How does PoE isolate grounding? Can that isolation be trusted, and to what limit?
Backstory:
We had to take down all of our smoke alarms, because one of our dogs absolutely freaks out and urinates and defecates everywhere any time there is any beeping. including the battery-getting-low beeps.
We could alternately replace all batteries indiscriminately every 3 months to prevent it. But I'm not able to waste that much money or time on so many batteries. Some are high enough there is a significant risk of injury to access them. We also have a mildly disabled senior living with us who would be severely injured if she fell off a chair so there must not ever be any reason for her to get up to change a battery without us.
I need alarms that use AC AND battery, so that if the power goes out as part of a fire the alarm still works, and also if the battery fails or runs out, the alarm also still works.
Idealy in my mind, there would be a mechanism for the alarm to charge its battery back up to 100% when it reaches 50%, and only beep if that charge fails and it gets down to 30% or something. But yet I've seen no such product! Why?
I'd also love something that omited the battery beep entirely in lieu of an email or a z-wave trigger. Or perhaps a pre-emptive silent alarm, before the battery is low enough to cause beeping.
I have considered a commercial fire detection system, but this is a home. I can't install something that doesn't look home-like.
So, in order to have fire protection again this is what I've come up with:
9v usbc rechargable batteries
PoE to USB converter
PoE switch scripted to keeep the ports down most of the time, but energise once a month for 4 hours, to top up the batteries.
Before putting it in the ceiling I was testing and found there is continuity between the neutral AC wire, and the USB ground. And that got me thinking....

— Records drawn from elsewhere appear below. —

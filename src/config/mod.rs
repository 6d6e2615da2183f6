//! Process-level configuration, read once from the environment at startup.
//!
//! This module owns no file parsing (`.env`/YAML loading is a host concern,
//! §1) — it only defines the small slice of environment variables the core
//! itself consumes (§6) and their defaults.

use std::time::Duration;

macro_rules! env_setting {
    ($env:literal, $default:expr) => {{
        std::env::var($env)
            .ok()
            .and_then(|v| v.parse().ok())
            .unwrap_or($default)
    }};
}

macro_rules! env_bool {
    ($env:literal, $default:expr) => {{
        match std::env::var($env) {
            Ok(v) => matches!(v.to_ascii_lowercase().as_str(), "1" | "true" | "yes" | "on"),
            Err(_) => $default,
        }
    }};
}

/// Gateway-wide settings, read once via [`Settings::from_env`] at process
/// start and shared by reference thereafter.
#[derive(Debug, Clone)]
pub struct Settings {
    /// `ENABLE_VALIDATION` — if false, the retry engine runs exactly one
    /// attempt per call and skips validator evaluation entirely (§4.4).
    pub enable_validation: bool,
    /// `DEFAULT_TIMEOUT_S` — per-attempt provider/proxy timeout when a call
    /// does not specify its own.
    pub default_timeout_s: u64,
    /// `TASK_DB_PATH` — sqlite file backing the async polling manager's
    /// `tasks` table.
    pub task_db_path: String,
    /// `CLI_PROXY_BASE_URL` — base URL of the CLI-subprocess proxy HTTP
    /// endpoint the router dispatches `CLI_PROXY` bindings to. Resolves the
    /// open question in §9 about the POC's inconsistent port numbers.
    pub cli_proxy_base_url: String,
    /// `HTTP_PROVIDER_BASE_URL` — base URL the default `HttpProviderCompleter`
    /// posts `HTTP_PROVIDER`-bound calls to (§4.2, §provider::http).
    pub http_provider_base_url: String,
    /// `HTTP_PROVIDER_API_KEY` — bearer credential for the above, if the
    /// upstream requires one. Read once at process start (§5 shared-resource
    /// policy).
    pub http_provider_api_key: Option<String>,
    /// `CLI_PROXY_BIND_ADDR` — address the proxy's own axum server binds to
    /// when run standalone via `main.rs`.
    pub cli_proxy_bind_addr: String,
    /// `CLI_BINARY_PATH` — path to the external CLI binary the proxy spawns.
    pub cli_binary_path: String,
    /// `CLI_PROXY_MAX_CONCURRENCY` — optional rate-limit semaphore size for
    /// the proxy (§4.5 Concurrency).
    pub cli_proxy_max_concurrency: usize,
    /// `CLI_SUBPROCESS_TIMEOUT_S` — wall-clock timeout for a spawned CLI.
    pub cli_subprocess_timeout_s: u64,
    /// `CLI_CANCELLATION_GRACE_S` — grace period between SIGTERM and SIGKILL.
    pub cli_cancellation_grace_s: u64,
    /// `ASYNC_MANAGER_MAX_CONCURRENCY` — cap on concurrently *running* task
    /// coroutines (§4.6).
    pub async_manager_max_concurrency: usize,
    /// `RECURSION_DEPTH_LIMIT` — guard for AI-assisted validators (§4.3).
    pub recursion_depth_limit: u32,
    /// `AUTO_JSON_VALIDATOR` — whether `response_format.json_object` also
    /// auto-injects a `json_string` validator (§9, Open Question 2).
    pub auto_json_validator: bool,
}

impl Settings {
    pub fn from_env() -> Self {
        Self {
            enable_validation: env_bool!("ENABLE_VALIDATION", true),
            default_timeout_s: env_setting!("DEFAULT_TIMEOUT_S", 60),
            task_db_path: std::env::var("TASK_DB_PATH").unwrap_or_else(|_| "tasks.db".to_string()),
            cli_proxy_base_url: std::env::var("CLI_PROXY_BASE_URL")
                .unwrap_or_else(|_| "http://127.0.0.1:8001".to_string()),
            http_provider_base_url: std::env::var("HTTP_PROVIDER_BASE_URL")
                .unwrap_or_else(|_| "https://api.openai.com".to_string()),
            http_provider_api_key: std::env::var("HTTP_PROVIDER_API_KEY").ok(),
            cli_proxy_bind_addr: std::env::var("CLI_PROXY_BIND_ADDR")
                .unwrap_or_else(|_| "127.0.0.1:8001".to_string()),
            cli_binary_path: std::env::var("CLI_BINARY_PATH").unwrap_or_else(|_| "cli".to_string()),
            cli_proxy_max_concurrency: env_setting!("CLI_PROXY_MAX_CONCURRENCY", 8usize),
            cli_subprocess_timeout_s: env_setting!("CLI_SUBPROCESS_TIMEOUT_S", 120u64),
            cli_cancellation_grace_s: env_setting!("CLI_CANCELLATION_GRACE_S", 5u64),
            async_manager_max_concurrency: env_setting!("ASYNC_MANAGER_MAX_CONCURRENCY", 10usize),
            recursion_depth_limit: env_setting!("RECURSION_DEPTH_LIMIT", 3u32),
            auto_json_validator: env_bool!("AUTO_JSON_VALIDATOR", true),
        }
    }

    pub fn default_timeout(&self) -> Duration {
        Duration::from_secs(self.default_timeout_s)
    }

    pub fn cli_subprocess_timeout(&self) -> Duration {
        Duration::from_secs(self.cli_subprocess_timeout_s)
    }

    pub fn cli_cancellation_grace(&self) -> Duration {
        Duration::from_secs(self.cli_cancellation_grace_s)
    }
}

impl Default for Settings {
    fn default() -> Self {
        Self::from_env()
    }
}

I don't want to tie grounds and neutrals together So I tested from usb ground to ethernet pins (with ethernet not connected) and there was NO continuity.
That implies that the PoE adapter is transmitting energy from rj45 to USB without a shared ground/neutral path. (Or its only shared when live)
I need to break out the ethernet to test it while its powered I guess.... But How does this isolation (generally) work. and does the switch (typically) do the same sort of isolation?
Would it be able to isolate 120vac if for instance someone miswired a smoke alarm, bringing the USB shield to 120vac? I'm not worried about any higher voltage than 120/240 since I'm in North America.
If PoE is ground-isolated on BOTH sides, then I guess I'm comfortable with it. (How would I verify that through non destructive testing?)
I'm still slightly more inclined to do away with the AC input entirely and just use battery alarms but code may require hardwired alarms here. And that still doesn't help me with the scenario of a failed battery... Batteries are chemical so perhaps the heat of a fire could fail the battery before the smoke set off the sensor just thinking....
Hard wired is also necessary to interconnect them in a reliable way.
Admittedly, fire code is probably out the window anyway the second I think of doing/modifying anything about the smoke detector... But I'm an adult, and free, for now, to take my own risks.
I'm also not interested in putting the dog down or doping it up to ignore the beeping.
How can I better understand PoE isolation?
and
What else could I do to improve this plan?
How would PoE isolation prevent a fault if for example you power a device in another building and then plug in an external powered hard drive to that device and the buildings had different ground potential for whatever reason?